• [What to work on]: Look through the material and copy each line holding "under".
--- Available data Enclosed Below ---
//! Command-line interface definitions for dupfind.
//!
//! Options left unset fall back to the loaded [`Config`](crate::config::Config),
//! so `--workers`, `--strategy`, `--times` and `--prefix-size` are `Option`s
//! rather than carrying clap defaults.
//!
//! ```bash
//! # Find duplicates with the configured strategy
//! dupfind ~/Downloads
//!
//! # Run all three strategies and print each report
//! dupfind ~/Downloads --mode compare --workers 4
//!
//! # Time every strategy five times
//! dupfind ~/Downloads --mode test --times 5
//! ```

use std::path::PathBuf;

use clap::{Parser, ValueEnum};

use crate::duplicates::Strategy;

/// Content-based duplicate file finder.
///
/// Groups files under a directory by identical content. Sizes are compared
/// first, then a hash of the first few kilobytes, and only then the full
/// content.
#[derive(Debug, Parser)]
#[command(name = "dupfind")]
#[command(author, version, about, long_about = None)]
pub struct Cli {
    /// Directory to search for duplicates
    #[arg(value_name = "DIR")]
    pub path: PathBuf,

    /// What to do with the files found under DIR
    #[arg(short, long, value_enum, default_value_t = RunMode::Find)]
    pub mode: RunMode,

    /// Number of concurrent workers (0 uses the default of 10)
    #[arg(short, long, value_name = "N")]
    pub workers: Option<usize>,

    /// Detection strategy used in find mode
    #[arg(short, long, value_enum)]
    pub strategy: Option<Strategy>,

    /// Repetitions per strategy in test mode
    #[arg(short, long, value_name = "N")]
    pub times: Option<u32>,

    /// Bytes covered by the prefix signature (e.g. 4096, 4KiB, 1MiB)
    #[arg(long, value_name = "SIZE", value_parser = parse_size)]
    pub prefix_size: Option<usize>,

    /// Follow symbolic links while enumerating DIR
    #[arg(long)]
    pub follow_symlinks: bool,

    /// Report format for find and compare modes
    #[arg(short, long, value_enum, default_value_t = OutputFormat::Text)]
    pub output: OutputFormat,

    /// Configuration file (defaults to the platform config directory)
    #[arg(long, value_name = "FILE")]
    pub config: Option<PathBuf>,

    /// Increase verbosity (-v for debug, -vv for trace)
    #[arg(short, long, action = clap::ArgAction::Count)]
    pub verbose: u8,

    /// Only print errors and the report
    #[arg(short, long, conflicts_with = "verbose")]
    pub quiet: bool,

    /// Print errors as JSON on stderr
    #[arg(long)]
    pub json_errors: bool,
}

/// Driver mode.
#[derive(Debug, Clone, Copy, PartialEq, Eq, ValueEnum)]
pub enum RunMode {
    /// Run one strategy and print its groups
    Find,
    /// Run every strategy once and print each report
    Compare,
    /// Time every strategy over several runs
    Test,
}

/// Report format.
#[derive(Debug, Clone, Copy, PartialEq, Eq, ValueEnum)]
pub enum OutputFormat {
    /// Human-readable text
    Text,
    /// The scan result as JSON
    Json,
}

/// Parse a byte count with an optional binary or decimal suffix.
///
/// ```
/// use dupfind::cli::parse_size;
///
/// assert_eq!(parse_size("4096").unwrap(), 4096);
/// assert_eq!(parse_size("4KiB").unwrap(), 4096);
/// assert_eq!(parse_size("1k").unwrap(), 1000);
/// ```
///
/// # Errors
///
/// Returns a message for empty input, a zero size, an unknown suffix or a
/// value that does not fit in `usize`.
pub fn parse_size(s: &str) -> Result<usize, String> {
    let s = s.trim();
    let split = s.find(|c: char| !c.is_ascii_digit()).unwrap_or(s.len());
    let (digits, suffix) = s.split_at(split);
    if digits.is_empty() {
        return Err(format!("Invalid size: '{s}'"));
    }

    let value: usize = digits
        .parse()
        .map_err(|_| format!("Invalid size: '{s}'"))?;
    let multiplier: usize = match suffix.trim().to_ascii_lowercase().as_str() {
        "" | "b" => 1,
        "k" | "kb" => 1_000,
        "kib" => 1 << 10,
        "m" | "mb" => 1_000_000,
        "mib" => 1 << 20,
        other => return Err(format!("Unknown size suffix: '{other}'")),
    };

    match value.checked_mul(multiplier) {
        Some(0) => Err("Size must be at least one byte".to_string()),
        Some(bytes) => Ok(bytes),
        None => Err(format!("Size too large: '{s}'")),
    }
}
--- End of Enclosed Available data ---
• [Response to the exercise]:
/// Groups files under a directory by identical content. Sizes are compared
    /// What to do with the files found under DIR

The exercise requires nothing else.